Vegas


That 40-plus hour per week diversion that calls  itself “work” sees us in Vegas, which means a chance to revist our previous fling with Sin City’s monorail. Indeed, it was a year ago that I first tried the Strip’s  tram–when God himself wreaked holy hell on Mamaroneck and submerged it under 10 feet of water.

The monorail is still an underrated way to get from one end of  the Strip to the other, though it’s located a few blocks off the Strip at several points,  which means interminable walks through seemingly endless casinos.

The monorail is sponsored  by an  energy drink called Monster; Monster ads  line the four-car trains, and videos of mooks  doing mook things  on skateboards while hopped  up on Monster juice air on small TVs.

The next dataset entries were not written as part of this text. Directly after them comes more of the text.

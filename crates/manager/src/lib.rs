//! # `buzz-manager` - 应用服务层
//!
//! 把各端口组合为三个用例：采集 (`collector`)、报警检查 (`alert`)
//! 与控制面板 (`dashboard`)。编译期只依赖 `buzz-core` 中的接口，
//! 具体实现由 `buzz-app` 注入。

pub mod alert;
pub mod collector;
pub mod dashboard;
pub mod error;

The monorail  runs  every five minutes and  never seems to get  held  up waiting  for the  car in front of it to clear out  of the station. That’s what I thought, at least, until I got off at the Harrah’s station and was  boarding the escalator when I heard a man yell, “Let go of the door!” “Let GO OF  THE DOOR!” The  man in front of me on the escalator mimicked the dude, an employee in matching golf shirt and chinos who seemed to report the  offense into a CB radio.

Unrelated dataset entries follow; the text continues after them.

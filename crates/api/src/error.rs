//! # API 统一错误处理
//!
//! 将下层各 crate 的错误类型统一映射到 HTTP 状态码与 JSON 响应体。

use axum::Json;
use axum::http::StatusCode;
use axum::response::{IntoResponse, Response};
use buzz_manager::error::ManagerError;
use thiserror::Error;

use crate::types::ApiErrorResponse;

/// API 层统一错误枚举
#[derive(Error, Debug)]
pub enum ApiError {
    /// 请求参数错误 (400)
    #[error("Bad request: {0}")]
    BadRequest(String),

    /// 服务端缺少执行该操作所需的配置 (503)
    #[error("Service not configured: {0}")]
    NotConfigured(String),

    /// 远端仓库拒绝或无法访问 (502)
    #[error("Remote sync failed: {0}")]
    BadGateway(String),

    /// 下层业务错误 (500)
    #[error("Internal error: {0}")]
    Internal(String),
}

/// 将 `ApiError` 转换为 axum 的 HTTP 响应
impl IntoResponse for ApiError {
    fn into_response(self) -> Response {
        let (status, message) = match &self {
            ApiError::BadRequest(msg) => (StatusCode::BAD_REQUEST, msg.clone()),
            ApiError::NotConfigured(msg) => (StatusCode::SERVICE_UNAVAILABLE, msg.clone()),
            ApiError::BadGateway(msg) => {
                tracing::warn!("Remote sync failed: {}", msg);
                (StatusCode::BAD_GATEWAY, format!("Sync failed: {}", msg))
            }
            ApiError::Internal(msg) => {
                // 内部错误只记录日志，不向客户端透传细节
                tracing::error!("Internal error: {}", msg);
                (
                    StatusCode::INTERNAL_SERVER_ERROR,
                    "Internal server error".to_string(),
                )
            }
        };

        let body = Json(ApiErrorResponse::from_msg(message));
        (status, body).into_response()
    }
}

/// 从 `ManagerError` 转换
impl From<ManagerError> for ApiError {
    fn from(err: ManagerError) -> Self {
        match err {
            ManagerError::BadRequest(msg) => ApiError::BadRequest(msg),
            ManagerError::Config(msg) => ApiError::NotConfigured(msg),
            ManagerError::Sync(e) => ApiError::BadGateway(e.to_string()),
            ManagerError::Store(e) => ApiError::Internal(e.to_string()),
        }
    }
}
use crate::history::error::StoreError;
use crate::targets::entity::TargetList;
use async_trait::async_trait;

/// # Summary
/// 目标清单的读取接口。
///
/// # Invariants
/// - 实现者在文件缺失、损坏或为空时返回默认清单，而不是错误。
#[async_trait]
pub trait TargetStore: Send + Sync {
    /// 读取当前目标清单
    async fn load(&self) -> Result<TargetList, StoreError>;
}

After an overpriced/underwhelming  dinner at  David Burke’s  egg-themed joint in the Venetian (the $28 “red bank” chicken was the cheapest thing on the menu), I decided to walk part of the way back to the Barry Manilow-themed Hilton, then hop the double-decker bus known as the Deuce on the way back.

The Deuce cost two bucks and was  pretty packed. I’d seen it zip by down the Strip a few  dozen times and pictured it stocked with bachelorettes  wielding half-full  half-yards like  Roy Hobbs swinging the Wonderboy. But  when I got on, everyone was  pretty quiet, as if they didn’t known exactly how  to behave on the  Deuce, and took their cues from the rest of  the quiet masses.  Most everyone  seemed to be a tourist, though I did sit next to a Hispanic guy in the checkered  pants of a line cook.  So at  least one rider seemed  to be  commuting.

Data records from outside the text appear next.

use crate::error::ManagerError;
use buzz_core::common::round2;
use buzz_core::common::time::TimeProvider;
use buzz_core::history::entity::{DataSource, HistoryRecord};
use buzz_core::history::merge::MergeStats;
use buzz_core::history::port::HistoryStore;
use buzz_core::market::port::QuoteProvider;
use buzz_core::news::port::{ActivitySimulator, NewsProvider};
use buzz_core::score::BuzzWeights;
use buzz_core::sentiment::{NEUTRAL_SENTIMENT, SentimentScorer};
use buzz_core::targets::port::TargetStore;
use chrono::NaiveDate;
use std::sync::Arc;
use std::time::Duration;
use tracing::{info, warn};

/// 采集结束后在日志中回显的行数
const TAIL_ROWS: usize = 3;

/// 没有可比基数或新闻源失败时的增长率
const NEUTRAL_GROWTH: f64 = 1.0;

/// # Summary
/// 采集器的依赖集合，由组装层一次性注入。
pub struct CollectorDeps {
    pub quotes: Arc<dyn QuoteProvider>,
    // 为 None 时使用模拟数据
    pub news: Option<Arc<dyn NewsProvider>>,
    pub scorer: SentimentScorer,
    pub simulator: Arc<dyn ActivitySimulator>,
    pub history: Arc<dyn HistoryStore>,
    pub targets: Arc<dyn TargetStore>,
    pub clock: Arc<dyn TimeProvider>,
}

/// 采集器的可调参数
#[derive(Debug, Clone)]
pub struct CollectorOptions {
    pub weights: BuzzWeights,
    pub fallback_price: f64,
    pub request_delay: Duration,
}

/// 一次采集的结果摘要
#[derive(Debug, Clone)]
pub struct CollectReport {
    pub records: Vec<HistoryRecord>,
    pub stats: MergeStats,
}

/// # Summary
/// 每日采集服务：为目标清单中的每只股票生成当天的一条历史记录。
///
/// # Invariants
/// - 股票逐只顺序处理，相邻两只之间固定等待 `request_delay`。
/// - 单只股票的报价或新闻失败只降级为中性值，不中断整批采集。
/// - 整批记录在最后一次性 upsert。
pub struct CollectorService {
    deps: CollectorDeps,
    options: CollectorOptions,
}

impl CollectorService {
    pub fn new(deps: CollectorDeps, options: CollectorOptions) -> Self {
        Self { deps, options }
    }

    /// # Summary
    /// 执行一次完整采集。
    ///
    /// # Logic
    /// 1. 读取目标清单（缺失时为默认清单）与现有历史。
    /// 2. 逐只生成记录，每只之后等待固定间隔。
    /// 3. 批量 upsert 并在日志中回显最后几行。
    ///
    /// # Returns
    /// 本次生成的记录与合并统计。
    pub async fn run(&self) -> Result<CollectReport, ManagerError> {
        let targets = self.deps.targets.load().await?;
        let existing = self.deps.history.load_all().await?;
        let today = self.deps.clock.today();
        info!("Collecting {} tickers for {}", targets.len(), today);

        let mut records = Vec::with_capacity(targets.len());
        for (i, ticker) in targets.tickers().iter().enumerate() {
            if i > 0 && !self.options.request_delay.is_zero() {
                tokio::time::sleep(self.options.request_delay).await;
            }
            records.push(self.collect_one(ticker, today, &existing).await);
        }

        let stats = self.deps.history.upsert_batch(records.clone()).await?;
        info!(
            "Collection finished: {} inserted, {} replaced",
            stats.inserted, stats.replaced
        );

        let all = self.deps.history.load_all().await?;
        for row in all.iter().skip(all.len().saturating_sub(TAIL_ROWS)) {
            info!(
                "  {} {} price={:.2} mentions={} sentiment={:.2} growth={:.2} buzz={:.2} ({})",
                row.date,
                row.ticker,
                row.price,
                row.mentions,
                row.sentiment_avg,
                row.mentions_growth,
                row.buzz_score,
                row.source
            );
        }

        Ok(CollectReport { records, stats })
    }

    /// # Summary
    /// 生成单只股票当天的记录。
    ///
    /// # Logic
    /// 1. 获取最新价，失败时使用回退价格。
    /// 2. 配置了新闻源时用真实文章计算提及数、情绪与增长率，否则用模拟值。
    ///    新闻源失败时沿用上一次的提及数，情绪与增长率取中性值。
    /// 3. 以默认权重计算热度分。
    async fn collect_one(&self, ticker: &str, today: NaiveDate, existing: &[HistoryRecord]) -> HistoryRecord {
        let price = match self.deps.quotes.latest_price(ticker).await {
            Ok(price) => price,
            Err(e) => {
                warn!(
                    "Quote for {} failed ({}), using fallback price {}",
                    ticker, e, self.options.fallback_price
                );
                self.options.fallback_price
            }
        };

        let (mentions, sentiment_avg, mentions_growth, source) = match &self.deps.news {
            Some(news) => {
                let previous = previous_mentions(existing, ticker, today);
                match news.fetch_articles(ticker).await {
                    Ok(articles) => {
                        let texts: Vec<String> = articles.iter().map(|a| a.text()).collect();
                        let mentions = u64::try_from(articles.len()).unwrap_or(u64::MAX);
                        (
                            mentions,
                            self.deps.scorer.score(texts.as_slice()),
                            growth(mentions, previous),
                            DataSource::Real,
                        )
                    }
                    Err(e) => {
                        // 沿用上一次的提及数，避免把故障记成热度归零
                        warn!(
                            "News for {} failed ({}), carrying previous mentions with neutral sentiment",
                            ticker, e
                        );
                        (
                            previous.unwrap_or(0),
                            NEUTRAL_SENTIMENT,
                            NEUTRAL_GROWTH,
                            DataSource::Real,
                        )
                    }
                }
            }
            None => {
                let sample = self.deps.simulator.sample(ticker);
                (
                    sample.mentions,
                    sample.sentiment_avg,
                    sample.mentions_growth,
                    DataSource::Synthetic,
                )
            }
        };

        let record = HistoryRecord {
            date: today,
            ticker: ticker.to_string(),
            price,
            mentions,
            sentiment_avg,
            mentions_growth,
            buzz_score: self.options.weights.score(mentions_growth, sentiment_avg),
            source,
        };
        info!(
            "Collected {}: price={:.2} mentions={} buzz={:.2} ({})",
            ticker, record.price, record.mentions, record.buzz_score, record.source
        );
        record
    }
}

/// 当天之前该股票最近一条记录的提及数
fn previous_mentions(existing: &[HistoryRecord], ticker: &str, today: NaiveDate) -> Option<u64> {
    existing
        .iter()
        .filter(|r| r.date < today && r.ticker.eq_ignore_ascii_case(ticker))
        .max_by_key(|r| r.date)
        .map(|r| r.mentions)
}

/// 提及数增长率；没有可比基数时为 1.0
pub(crate) fn growth(current: u64, previous: Option<u64>) -> f64 {
    match previous {
        Some(prev) if prev > 0 => round2(count_as_f64(current) / count_as_f64(prev)),
        _ => NEUTRAL_GROWTH,
    }
}

/// 计数转浮点，超出 u32 的部分饱和处理
fn count_as_f64(n: u64) -> f64 {
    f64::from(u32::try_from(n).unwrap_or(u32::MAX))
}

#[cfg(test)]
mod tests {
    use super::*;

    fn row(day: u32, ticker: &str, mentions: u64) -> HistoryRecord {
        HistoryRecord {
            date: NaiveDate::from_ymd_opt(2026, 5, day).unwrap(),
            ticker: ticker.to_string(),
            price: 1.0,
            mentions,
            sentiment_avg: 0.5,
            mentions_growth: 1.0,
            buzz_score: 0.7,
            source: DataSource::Real,
        }
    }

    #[test]
    fn test_growth() {
        assert_eq!(growth(60, Some(40)), 1.5);
        assert_eq!(growth(10, Some(3)), 3.33);
        assert_eq!(growth(10, Some(0)), 1.0);
        assert_eq!(growth(10, None), 1.0);
        assert_eq!(growth(0, Some(20)), 0.0);
    }

    #[test]
    fn test_previous_mentions_ignores_today_and_other_tickers() {
        let today = NaiveDate::from_ymd_opt(2026, 5, 3).unwrap();
        let rows = vec![
            row(1, "NVDA", 10),
            row(2, "NVDA", 20),
            row(2, "AAPL", 99),
            row(3, "NVDA", 500),
        ];
        assert_eq!(previous_mentions(&rows, "nvda", today), Some(20));
        assert_eq!(previous_mentions(&rows, "TSLA", today), None);
    }
}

The  Deuce let us out at the  Sahara, then it was a fairly long and  definitely creepy hike  through the massive hotel’s endless parking lots.  Even so, both the monorail and the bus are decent ways of getting  up and down the  Strip, especially when you encounter massive lines of conventioneer guys in  beer guts, Dockers and  good old boy accents,  waiting for cabs. 

Just got back from Vegas, and what a time to miss commuting on Metro-North: tales of submerged stations, hour delays, and people hitching rides to the city with Noah and his furry friends, as the bearded one’s ark made its way down the Bronx River Parkway.

A few commuter-oriented notes from Sin City: For all Jet Blue’s talk about the passenger’s bill of rights after its horrid P.R. hit following February storms, you don’t see any mention of it at the airport–it’s not posted anywhere as you check in, the support staff doesn’t mention it, and you don’t see it on board (at least I didn’t).

That said, Jet Blue is still head and shoulders better than the rest of the airlines. Thanks to a truly dismal performance by our corporate travel agent, I was given middle seats both ways. I got on the horn with Jet Blue to have it changed, and was told both ends of my trip were sold out. Still, JB got me aisle seats both ways, on two packed flights.

And in terms of Vegas itself, I can’t rave enough about the new monorail (new in the sense that it wasn’t there when I was last in Vegas some seven years ago). It runs a few blocks below the Strip, behind most of the big resorts, and pulls right into several of them. It’s $5 for a single ride, $9 for a round trip, runs until 2 a.m. on weekdays and 3 on weekends, and even has its own publication, a pocket-size monthly called Monorail (granted, it’s no Mileposts).

I asked my cabbie, a garrulous blonde woman from Bulgaria named Debbie Angel (I know, I know, a stripper’s name) who told me I look like Bill Gates (I don’t), if many people commute via the monorail. “Noooo,” she said with a vigorous shake of the head. “Too expensive.”

Even with the escalating price of gas, not to mention the traffic in a city that seems to double in population every year, she says people prefer to drive.

“It’s for tourists,” said Debbie Angel.

Another cool aspect of Vegas, from a commuter standpoint: You can go from the airport to the strip on 15 minutes, about how long it took me to walk from the Hilton across the street to the Riviera.